Very few people are found dead in showers, their heads rotted away by infinitely iterated applications of shampoo. But the instruction line on the bottle would if followed literally lead to this deplorable result. Idiots, we know, don’t know when to stop. Computers are brilliant idiots; every time one freezes, it is because it has run across the equivalent of the instruction line and gotten itself into an infinite feedback loop.

In fact it is difficult to see how the line could be amended to avoid the error. If one added “Stop” to the end of the line, the idiot (acting as a Turing Machine) might go on repeating forever and never get to the “Stop” instruction. Or if one added before the repeat command “stop after two repetitions”, the idiot might take the injunction to repeat as applying to the reading of the instructions as well as the lathering process, and on returning to the instructions would read, again, “Stop after two repetitions”, and reset its counter obediently to two.
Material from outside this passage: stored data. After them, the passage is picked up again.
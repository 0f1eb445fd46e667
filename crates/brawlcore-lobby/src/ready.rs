//! Ephemeral per-lobby ready state.
//!
//! Readiness is deliberately not part of the lobby domain: it is scoped to
//! live connections, cleared per-player on disconnect and per-lobby when a
//! game starts, and never persisted.

use std::collections::HashMap;
use std::sync::RwLock;

/// Tracks which players have signalled ready, per lobby.
#[derive(Debug, Default)]
pub struct ReadyTracker {
    /// lobby code → player id → ready flag.
    state: RwLock<HashMap<String, HashMap<String, bool>>>,
}

impl ReadyTracker {
    pub fn new() -> Self {
        Self::default()
    }

    /// Records a player's ready flag in a lobby.
    pub fn set_ready(&self, lobby_code: &str, player_id: &str, ready: bool) {
        let mut state = self.state.write().unwrap();
        state
            .entry(lobby_code.to_string())
            .or_default()
            .insert(player_id.to_string(), ready);
    }

    /// Whether a player has signalled ready in a lobby.
    pub fn is_ready(&self, lobby_code: &str, player_id: &str) -> bool {
        let state = self.state.read().unwrap();
        state
            .get(lobby_code)
            .and_then(|lobby| lobby.get(player_id))
            .copied()
            .unwrap_or(false)
    }

    /// Removes a player's entry. An emptied lobby map is removed too — no
    /// dangling lobby keys.
    pub fn clear_player(&self, lobby_code: &str, player_id: &str) {
        let mut state = self.state.write().unwrap();
        if let Some(lobby) = state.get_mut(lobby_code) {
            lobby.remove(player_id);
            if lobby.is_empty() {
                state.remove(lobby_code);
            }
        }
    }

    /// Removes all ready state for a lobby (used when a game starts).
    pub fn clear_lobby(&self, lobby_code: &str) {
        self.state.write().unwrap().remove(lobby_code);
    }

    /// Whether every listed player is ready in the lobby.
    ///
    /// An empty player list is vacuously true.
    pub fn all_ready(&self, lobby_code: &str, player_ids: &[String]) -> bool {
        if player_ids.is_empty() {
            return true;
        }

        let state = self.state.read().unwrap();
        let Some(lobby) = state.get(lobby_code) else {
            return false;
        };
        player_ids
            .iter()
            .all(|id| lobby.get(id).copied().unwrap_or(false))
    }
}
If it had a counter. And if it didn’t simply crash as a result of getting two contradictory commands.

A counter is one level up in abstraction; it implies an overview of the process, a summing-up rather than just the execution of the process. But even a simple counter won’t work in this case, as we have seen. Another level is required, to recognize and solve the self-inclusion paradox. The paradox is similar to Russell’s famous paradox of the village barber who shaves everybody in the village who doesn’t shave himself. Who shaves the barber? The issue is whether the command “repeat” applies to itself or not, and whether, if it does, its efficacy somehow ceases after the first iteration. Gödel’s even more intractable paradox, “This statement is unprovable”, contains the same implication, of a self-nested logic that goes on unendingly: “This statement: ‘This statement: “This statement: ‘….’ is unprovable” is unprovable’ is unprovable.”
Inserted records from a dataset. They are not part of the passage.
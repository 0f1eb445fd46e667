//! The lobby registry: the process-wide map from room code to lobby.
//!
//! # Locking discipline
//!
//! The registry lock guards insert/delete/lookup; each lobby's own lock
//! guards per-lobby mutation. Lookups release the registry lock before
//! delegating into the lobby — except `leave`, which holds the registry
//! write lock for the whole operation so that "remove player and
//! delete-if-empty" is atomic.

use std::collections::HashMap;
use std::sync::{Arc, RwLock};

use crate::{generate_room_code, Lobby, RegistryError};

/// Tracks all live lobbies, keyed by room code.
#[derive(Debug, Default)]
pub struct LobbyRegistry {
    lobbies: RwLock<HashMap<String, Arc<Lobby>>>,
}

impl LobbyRegistry {
    pub fn new() -> Self {
        Self::default()
    }

    /// Creates a lobby with a freshly generated unique code.
    ///
    /// Codes are rejection-sampled against the registry under the write
    /// lock, so two concurrent creates can never share a code.
    pub fn create(&self, host_id: &str, host_username: &str) -> Arc<Lobby> {
        let mut lobbies = self.lobbies.write().unwrap();

        let code = loop {
            let candidate = generate_room_code();
            if !lobbies.contains_key(&candidate) {
                break candidate;
            }
        };

        let lobby = Arc::new(Lobby::new(&code, host_id, host_username));
        lobbies.insert(code, Arc::clone(&lobby));

        tracing::info!(code = %lobby.code(), host_id, "lobby created");
        lobby
    }

    /// Adds a player to an existing lobby.
    pub fn join(
        &self,
        code: &str,
        player_id: &str,
        username: &str,
    ) -> Result<Arc<Lobby>, RegistryError> {
        let lobby = self.get(code)?;
        lobby.add_player(player_id, username).map_err(|source| {
            RegistryError::Lobby {
                code: code.to_string(),
                player: player_id.to_string(),
                source,
            }
        })?;
        Ok(lobby)
    }

    /// Removes a player from a lobby, deleting the lobby if it empties.
    ///
    /// The empty lobby is not a representable external state: both steps
    /// happen under the registry write lock.
    pub fn leave(
        &self,
        code: &str,
        player_id: &str,
    ) -> Result<(), RegistryError> {
        let mut lobbies = self.lobbies.write().unwrap();

        let lobby = lobbies
            .get(code)
            .cloned()
            .ok_or_else(|| RegistryError::NotFound(code.to_string()))?;

        lobby.remove_player(player_id).map_err(|source| {
            RegistryError::Lobby {
                code: code.to_string(),
                player: player_id.to_string(),
                source,
            }
        })?;

        if lobby.player_count() == 0 {
            lobbies.remove(code);
            tracing::info!(code, "empty lobby removed");
        }

        Ok(())
    }

    /// Looks up a lobby by code.
    pub fn get(&self, code: &str) -> Result<Arc<Lobby>, RegistryError> {
        self.lobbies
            .read()
            .unwrap()
            .get(code)
            .cloned()
            .ok_or_else(|| RegistryError::NotFound(code.to_string()))
    }

    /// A snapshot of all live lobbies.
    pub fn list(&self) -> Vec<Arc<Lobby>> {
        self.lobbies.read().unwrap().values().cloned().collect()
    }

    /// Starts the game in a lobby. Only the host may do this.
    pub fn start_game(
        &self,
        code: &str,
        caller_id: &str,
    ) -> Result<(), RegistryError> {
        let lobby = self.get(code)?;

        if !lobby.is_host(caller_id) {
            return Err(RegistryError::NotHost {
                code: code.to_string(),
                player: caller_id.to_string(),
            });
        }

        lobby.start().map_err(|source| RegistryError::Lobby {
            code: code.to_string(),
            player: caller_id.to_string(),
            source,
        })?;

        tracing::info!(code, caller_id, "game started by host");
        Ok(())
    }

    /// The number of live lobbies.
    pub fn len(&self) -> usize {
        self.lobbies.read().unwrap().len()
    }

    pub fn is_empty(&self) -> bool {
        self.lobbies.read().unwrap().is_empty()
    }
}

// =========================================================================
// Tests
// =========================================================================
The simplest components of the physical universe, quantum events, don’t seem to have a “repeat” command, which is what you need to have any kind of coherent time. But the moment enough of them reach a consensus to repeat, classical matter is born, and with it time as we know it. In the competition for survival in time between repeaters and non-repeaters, repeaters of course win, but they do so by idiotically repeating themselves into the future, rinsing and repeating, generating the next moment’s version of themselves as fast as time will allow as described by Planck’s constant.

It was only when higher forms of computational difficulty arose, from whose perspective mere repetition could be recognized and put a stop to when system survival dictated it, that higher forms of matter, especially living matter, and quintessentially conscious living matter, could begin to appear.

Which is why, except when we default to the old logic of OCD, we don’t go on lathering up.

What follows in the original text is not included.